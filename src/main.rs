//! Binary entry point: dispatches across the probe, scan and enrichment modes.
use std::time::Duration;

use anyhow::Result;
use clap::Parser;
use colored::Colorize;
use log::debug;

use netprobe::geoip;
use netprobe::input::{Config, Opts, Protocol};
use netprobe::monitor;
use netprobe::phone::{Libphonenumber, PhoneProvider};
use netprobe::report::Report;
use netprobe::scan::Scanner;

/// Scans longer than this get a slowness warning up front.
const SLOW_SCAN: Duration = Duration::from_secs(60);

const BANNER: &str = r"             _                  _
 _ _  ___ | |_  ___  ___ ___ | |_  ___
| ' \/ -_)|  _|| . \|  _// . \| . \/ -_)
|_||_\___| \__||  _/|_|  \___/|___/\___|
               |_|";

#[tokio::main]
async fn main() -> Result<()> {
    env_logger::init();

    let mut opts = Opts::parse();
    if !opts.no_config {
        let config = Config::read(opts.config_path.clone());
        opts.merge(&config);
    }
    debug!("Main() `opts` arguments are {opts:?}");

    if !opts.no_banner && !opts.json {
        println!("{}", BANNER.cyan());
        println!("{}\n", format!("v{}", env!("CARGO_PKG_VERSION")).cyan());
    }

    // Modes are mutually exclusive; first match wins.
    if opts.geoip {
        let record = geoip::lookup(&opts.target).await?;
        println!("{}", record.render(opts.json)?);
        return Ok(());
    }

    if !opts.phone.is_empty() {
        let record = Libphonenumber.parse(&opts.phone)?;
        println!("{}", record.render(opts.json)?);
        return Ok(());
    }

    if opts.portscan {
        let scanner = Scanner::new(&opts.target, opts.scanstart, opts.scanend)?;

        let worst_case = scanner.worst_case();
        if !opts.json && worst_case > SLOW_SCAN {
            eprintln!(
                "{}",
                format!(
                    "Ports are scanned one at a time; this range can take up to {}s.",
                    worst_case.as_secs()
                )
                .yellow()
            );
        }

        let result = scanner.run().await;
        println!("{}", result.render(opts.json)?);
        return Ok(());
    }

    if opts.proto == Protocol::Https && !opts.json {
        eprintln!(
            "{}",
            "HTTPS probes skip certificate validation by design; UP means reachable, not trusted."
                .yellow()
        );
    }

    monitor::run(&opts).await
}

---

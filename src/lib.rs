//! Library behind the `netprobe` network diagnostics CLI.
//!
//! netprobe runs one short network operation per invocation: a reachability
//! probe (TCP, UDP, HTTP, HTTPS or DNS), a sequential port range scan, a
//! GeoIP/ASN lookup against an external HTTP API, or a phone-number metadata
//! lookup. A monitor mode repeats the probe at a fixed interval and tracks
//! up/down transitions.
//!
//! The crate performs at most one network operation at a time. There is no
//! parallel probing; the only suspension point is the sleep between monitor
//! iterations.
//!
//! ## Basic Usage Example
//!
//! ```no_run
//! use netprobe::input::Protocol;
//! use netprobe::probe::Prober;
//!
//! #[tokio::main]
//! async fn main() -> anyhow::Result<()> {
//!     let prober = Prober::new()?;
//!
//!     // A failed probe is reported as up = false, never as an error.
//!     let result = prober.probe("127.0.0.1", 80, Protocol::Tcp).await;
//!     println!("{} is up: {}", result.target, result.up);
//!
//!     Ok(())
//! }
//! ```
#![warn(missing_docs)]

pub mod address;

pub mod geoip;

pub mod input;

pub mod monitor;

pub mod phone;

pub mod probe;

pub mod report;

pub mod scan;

---

> _Work order_
Check the listing for the word "point". Show each line that has it.

> _Task answer_
//! Binary entry point: dispatches across the probe, scan and enrichment modes.
//! parallel probing; the only suspension point is the sleep between monitor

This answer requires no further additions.